PROBLEM TO SOLVE = If a line in the entries includes "UpstreamHandle", show that line.

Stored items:
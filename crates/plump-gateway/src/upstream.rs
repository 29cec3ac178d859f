//! One TCP connection to the game server per joined session.
//!
//! [`UpstreamConnection::open`] spawns a task that owns the socket and a
//! [`MessageDecoder`]. The task:
//!
//! - answers the server's name prompt with the handshake reply
//! - feeds every read into the decoder and hands decoded messages to the
//!   session's [`UpstreamCallback`] in wire order
//! - writes queued commands as they arrive
//!
//! The caller keeps an [`UpstreamHandle`]. Sending through the handle
//! never waits on the socket: commands go into a bounded queue and are
//! dropped when it is full. Dropping or closing the handle aborts the
//! task, which closes the socket and releases the decoder.

use std::sync::atomic::{AtomicU64, Ordering};
use std::sync::Arc;

use plump_protocol::{Command, DecodeEvent, Message, MessageDecoder, Phase, ProtocolError};
use tokio::io::{AsyncReadExt, AsyncWriteExt};
use tokio::net::TcpStream;
use tokio::sync::mpsc;
use tokio::task::AbortHandle;
use tokio::time::Instant;
use tracing::{debug, info, warn};

use crate::config::UpstreamSettings;

static NEXT_CONNECTION_ID: AtomicU64 = AtomicU64::new(1);

/// Process-unique id of one upstream connection.
#[derive(Debug, Clone, Copy, PartialEq, Eq, Hash)]
pub struct ConnectionId(u64);

impl ConnectionId {
    fn next() -> Self {
        Self(NEXT_CONNECTION_ID.fetch_add(1, Ordering::Relaxed))
    }
}

impl std::fmt::Display for ConnectionId {
    fn fmt(&self, f: &mut std::fmt::Formatter<'_>) -> std::fmt::Result {
        write!(f, "upstream-{}", self.0)
    }
}

/// Errors that end an upstream connection or reject a command.
#[derive(Debug, thiserror::Error)]
pub enum UpstreamError {
    /// The TCP connection could not be established.
    #[error("failed to connect to {addr}: {source}")]
    Connect {
        /// Game server address.
        addr: String,
        /// The underlying I/O error.
        source: std::io::Error,
    },

    /// The TCP connection was not established in time.
    #[error("connecting to {addr} timed out: {message}")]
    ConnectTimeout {
        /// Game server address.
        addr: String,
        /// Timer description.
        message: String,
    },

    /// The server never sent its name prompt.
    #[error("no name prompt from the game server before the deadline")]
    HandshakeTimeout,

    /// Reading from the socket failed.
    #[error("read failed: {0}")]
    Read(std::io::Error),

    /// Writing to the socket failed.
    #[error("write failed: {0}")]
    Write(std::io::Error),

    /// The server violated the wire protocol.
    #[error("protocol violation: {0}")]
    Protocol(#[from] ProtocolError),

    /// The command queue is full; the command was dropped.
    #[error("command queue is full")]
    QueueFull,

    /// The connection task has ended.
    #[error("connection is closed")]
    Closed,
}

/// Why a connection task ended.
#[derive(Debug)]
pub enum CloseReason {
    /// The server closed the socket (EOF).
    RemoteClosed,
    /// The owning handle went away.
    LocalClosed,
    /// A transport failure or protocol violation.
    Failed(UpstreamError),
}

impl std::fmt::Display for CloseReason {
    fn fmt(&self, f: &mut std::fmt::Formatter<'_>) -> std::fmt::Result {
        match self {
            Self::RemoteClosed => f.write_str("closed by game server"),
            Self::LocalClosed => f.write_str("closed locally"),
            Self::Failed(e) => write!(f, "{e}"),
        }
    }
}

/// Receives what a connection task produces.
///
/// Implemented by the session link; tests plug in their own.
pub trait UpstreamCallback: Send + Sync + 'static {
    /// A message was decoded. Called in wire order.
    fn on_message(&self, connection: ConnectionId, message: Message);

    /// The connection task has ended and released its socket.
    fn on_closed(&self, connection: ConnectionId, reason: &CloseReason);
}

/// Owner's side of a live upstream connection.
#[derive(Debug)]
pub struct UpstreamHandle {
    id: ConnectionId,
    commands: mpsc::Sender<Vec<u8>>,
    task: AbortHandle,
}

impl UpstreamHandle {
    /// Id of the connection this handle controls.
    pub const fn id(&self) -> ConnectionId {
        self.id
    }

    /// Queue a command for the socket without waiting.
    ///
    /// # Errors
    ///
    /// [`UpstreamError::QueueFull`] when the socket is not keeping up and
    /// [`UpstreamError::Closed`] when the connection has ended.
    pub fn send(&self, command: &Command) -> Result<(), UpstreamError> {
        self.commands.try_send(command.encode()).map_err(|e| match e {
            mpsc::error::TrySendError::Full(_) => UpstreamError::QueueFull,
            mpsc::error::TrySendError::Closed(_) => UpstreamError::Closed,
        })
    }

    /// Whether the connection task has ended.
    pub fn is_closed(&self) -> bool {
        self.commands.is_closed() || self.task.is_finished()
    }

    /// Abort the connection task, closing the socket.
    pub fn close(&self) {
        self.task.abort();
    }
}

impl Drop for UpstreamHandle {
    fn drop(&mut self) {
        self.task.abort();
    }
}

/// Entry point for opening upstream connections.
#[derive(Debug)]
pub struct UpstreamConnection;

impl UpstreamConnection {
    /// Start connecting to the game server as `player_name`.
    ///
    /// Returns immediately; connect failures are reported through
    /// [`UpstreamCallback::on_closed`]. Must be called inside a Tokio
    /// runtime.
    pub fn open(
        settings: &UpstreamSettings,
        player_name: &str,
        callback: Arc<dyn UpstreamCallback>,
    ) -> UpstreamHandle {
        let id = ConnectionId::next();
        let (tx, rx) = mpsc::channel(settings.command_queue.max(1));
        let task = tokio::spawn(run(
            id,
            settings.clone(),
            player_name.to_owned(),
            rx,
            callback,
        ));

        UpstreamHandle {
            id,
            commands: tx,
            task: task.abort_handle(),
        }
    }
}

async fn run(
    id: ConnectionId,
    settings: UpstreamSettings,
    player_name: String,
    commands: mpsc::Receiver<Vec<u8>>,
    callback: Arc<dyn UpstreamCallback>,
) {
    let reason = match drive(id, &settings, &player_name, commands, callback.as_ref()).await {
        Ok(reason) => reason,
        Err(e) => CloseReason::Failed(e),
    };

    match &reason {
        CloseReason::Failed(UpstreamError::Protocol(e)) => {
            warn!(connection = %id, error = %e, "Game server violated the protocol, closing");
        }
        CloseReason::Failed(e) => warn!(connection = %id, error = %e, "Upstream connection failed"),
        CloseReason::RemoteClosed | CloseReason::LocalClosed => {
            info!(connection = %id, reason = %reason, "Upstream connection closed");
        }
    }
    callback.on_closed(id, &reason);
}

async fn drive(
    id: ConnectionId,
    settings: &UpstreamSettings,
    player_name: &str,
    mut commands: mpsc::Receiver<Vec<u8>>,
    callback: &dyn UpstreamCallback,
) -> Result<CloseReason, UpstreamError> {
    let addr = settings.address();
    let stream = tokio::time::timeout(settings.connect_timeout(), TcpStream::connect(&addr))
        .await
        .map_err(|e| UpstreamError::ConnectTimeout {
            addr: addr.clone(),
            message: e.to_string(),
        })?
        .map_err(|source| UpstreamError::Connect {
            addr: addr.clone(),
            source,
        })?;
    info!(connection = %id, addr = %addr, player = player_name, "Connected to game server");

    let (mut reader, mut writer) = stream.into_split();
    let mut decoder = MessageDecoder::with_max_frame_len(player_name, settings.max_frame_len);
    let mut buf = vec![0_u8; settings.read_buffer_bytes.max(1)];
    let mut events = Vec::new();
    let handshake_deadline = settings
        .handshake_timeout()
        .and_then(|timeout| Instant::now().checked_add(timeout));

    loop {
        tokio::select! {
            read = reader.read(&mut buf) => {
                let n = read.map_err(UpstreamError::Read)?;
                if n == 0 {
                    return Ok(CloseReason::RemoteClosed);
                }
                let chunk = buf.get(..n).unwrap_or_default();
                debug!(connection = %id, bytes = n, "Read from game server");

                let decoded = decoder.feed(chunk, &mut events);
                for event in events.drain(..) {
                    match event {
                        DecodeEvent::HandshakeReply(reply) => {
                            writer.write_all(&reply).await.map_err(UpstreamError::Write)?;
                            debug!(connection = %id, player = player_name, "Answered name prompt");
                        }
                        DecodeEvent::Message(message) => {
                            debug!(connection = %id, kind = message.kind(), "Decoded message");
                            callback.on_message(id, message);
                        }
                    }
                }
                decoded?;
            }
            // Commands wait in the queue until the name prompt is answered.
            command = commands.recv(), if decoder.phase() != Phase::AwaitingNamePrompt => {
                let Some(bytes) = command else {
                    return Ok(CloseReason::LocalClosed);
                };
                writer.write_all(&bytes).await.map_err(UpstreamError::Write)?;
                debug!(connection = %id, bytes = bytes.len(), "Sent command");
            }
            () = prompt_deadline(handshake_deadline, decoder.phase()) => {
                return Err(UpstreamError::HandshakeTimeout);
            }
        }
    }
}

/// Resolves once the name prompt deadline passes; never while past the
/// handshake or without a deadline.
async fn prompt_deadline(deadline: Option<Instant>, phase: Phase) {
    match deadline {
        Some(deadline) if phase == Phase::AwaitingNamePrompt => {
            tokio::time::sleep_until(deadline).await;
        }
        _ => std::future::pending().await,
    }
}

RESPONSE BELOW =
//! The caller keeps an [`UpstreamHandle`]. Sending through the handle
pub struct UpstreamHandle {
impl UpstreamHandle {
impl Drop for UpstreamHandle {
    ) -> UpstreamHandle {
        UpstreamHandle {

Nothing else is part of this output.